Центр тяжести сместился на Февральскую революцию. Уже и «Апрель Семнадцатого» выявляет вполне ясную картину обречённости февральского режима – и нет другой решительной собранной динамичной силы в России, как только большевики: октябрьский переворот уже с апреля вырисовывается как неизбежный.
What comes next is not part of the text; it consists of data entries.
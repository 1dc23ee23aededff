//! Structured AI gateway: every outbound model call goes through one
//! `ThrottledQueue`, and schema-constrained replies come back as
//! `StructuredReply`.

use super::backend::{
    Contents, GeminiBackend, GenerationRequest, GenerativeBackend, MockBackend, SamplingSettings,
};
use super::queue::{QueuedCall, ThrottlePolicy, ThrottledQueue};
use super::structured::StructuredReply;
use crate::config::CaseConfig;
use crate::error::GatewayError;
use serde_json::Value;
use std::sync::Arc;
use tokio_util::sync::CancellationToken;

/// One call: contents, optional response schema, sampling settings.
#[derive(Debug, Clone)]
pub struct AiCall {
    pub contents: Contents,
    pub schema: Option<Value>,
    pub settings: SamplingSettings,
    pub system_instruction: Option<String>,
    pub model: Option<String>,
    pub cancel: Option<CancellationToken>,
}

impl AiCall {
    pub fn new(contents: impl Into<Contents>) -> Self {
        Self {
            contents: contents.into(),
            schema: None,
            settings: SamplingSettings::default(),
            system_instruction: None,
            model: None,
            cancel: None,
        }
    }

    pub fn with_schema(mut self, schema: Value) -> Self {
        self.schema = Some(schema);
        self
    }

    pub fn with_settings(mut self, settings: SamplingSettings) -> Self {
        self.settings = settings;
        self
    }

    pub fn with_system(mut self, system: &str) -> Self {
        self.system_instruction = Some(system.to_string());
        self
    }

    pub fn with_model(mut self, model: Option<String>) -> Self {
        self.model = model.filter(|m| !m.trim().is_empty());
        self
    }

    pub fn with_cancellation(mut self, token: CancellationToken) -> Self {
        self.cancel = Some(token);
        self
    }
}

/// Shared entry point for all model calls. Construct once per process and
/// share behind an `Arc`.
pub struct AiGateway {
    backend: Arc<dyn GenerativeBackend>,
    queue: ThrottledQueue,
    default_model: String,
}

impl AiGateway {
    /// Must be called inside a tokio runtime (spawns the queue worker).
    pub fn new(backend: Arc<dyn GenerativeBackend>, policy: ThrottlePolicy, default_model: &str) -> Self {
        Self {
            backend,
            queue: ThrottledQueue::new(policy),
            default_model: default_model.to_string(),
        }
    }

    /// Pick the backend from `llm_mode`. `gemini` requires an API key.
    pub fn from_config(config: &CaseConfig) -> Result<Self, GatewayError> {
        let backend: Arc<dyn GenerativeBackend> = match config.llm_mode.trim().to_lowercase().as_str() {
            "gemini" => {
                let key = config.api_key().ok_or_else(|| {
                    GatewayError::NotConfigured(
                        "llm_mode=gemini needs CASEBOOK_AI_API_KEY or GEMINI_API_KEY".to_string(),
                    )
                })?;
                Arc::new(GeminiBackend::new(key).with_api_base(&config.api_base))
            }
            "mock" => Arc::new(MockBackend::new()),
            other => {
                return Err(GatewayError::NotConfigured(format!("unknown llm_mode '{other}'")));
            }
        };
        tracing::info!(
            backend = backend.name(),
            model = %config.model,
            delay_ms = config.throttle_delay_ms,
            "AI gateway ready"
        );
        Ok(Self::new(backend, config.throttle_policy(), &config.model))
    }

    pub fn backend_name(&self) -> &str {
        self.backend.name()
    }

    /// Calls waiting for the worker.
    pub fn queued(&self) -> usize {
        self.queue.queued()
    }

    /// Enqueue a call and return its handle; the raw reply text is the result.
    pub fn call(&self, call: AiCall) -> QueuedCall<String> {
        let AiCall {
            contents,
            schema,
            settings,
            system_instruction,
            model,
            cancel,
        } = call;
        let request = GenerationRequest {
            model: model.unwrap_or_else(|| self.default_model.clone()),
            system_instruction,
            contents,
            schema,
            settings,
        };
        let backend = Arc::clone(&self.backend);
        self.queue
            .submit(cancel.unwrap_or_default(), move || async move { backend.generate(request).await })
    }

    /// Free-text call.
    pub async fn generate_text(&self, call: AiCall) -> Result<String, GatewayError> {
        self.call(call).wait().await
    }

    /// Schema-constrained call. Parse problems are reported in the reply,
    /// never as an error.
    pub async fn generate_structured(&self, call: AiCall) -> Result<StructuredReply, GatewayError> {
        let raw = self.call(call).wait().await?;
        let reply = StructuredReply::parse(&raw);
        if let StructuredReply::Malformed { error, .. } = &reply {
            tracing::warn!(%error, "structured AI reply is not valid JSON");
        }
        Ok(reply)
    }
}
После апреля обстановка меняется скорее не качественно, а количественно.
К тому же и объём написанного и мой возраст заставляют прервать повествование.
Но для тех последующих Узлов я всё же представляю читателю конспект главных событий, которых нельзя бы обминуть, если писать развёрнуто. (Для Семнадцатого года ониразработаны в значительной подробности, также и с обзором мнений; затем – схематично.)
Сюжеты с вымышленными персонажами я вовсе не включаю в конспект.
(А. Солженицын. Красное Колесо. Узел IV. Апрель Семнадцатого. Вермонт – Париж. 1991. Стр. 1)
Решение это, по правде сказать, ошарашивает.
Мыслимое ли это дело – представить шестнадцать Узлов (шестнадцать полновесных исторических романов!) в виде конспекта? Да ещё исключив из этого конспекта все сюжеты с вымышленными персонажами?
Попробуйте, например, представить себе конспект главных событий «Хождения по мукам», из которого исключены все сюжеты с вымышленными персонажами – Катей, Дашей, Телегиным, Рощиным… Что в этом случае осталось бы от этого – тоже ведь исторического – романа?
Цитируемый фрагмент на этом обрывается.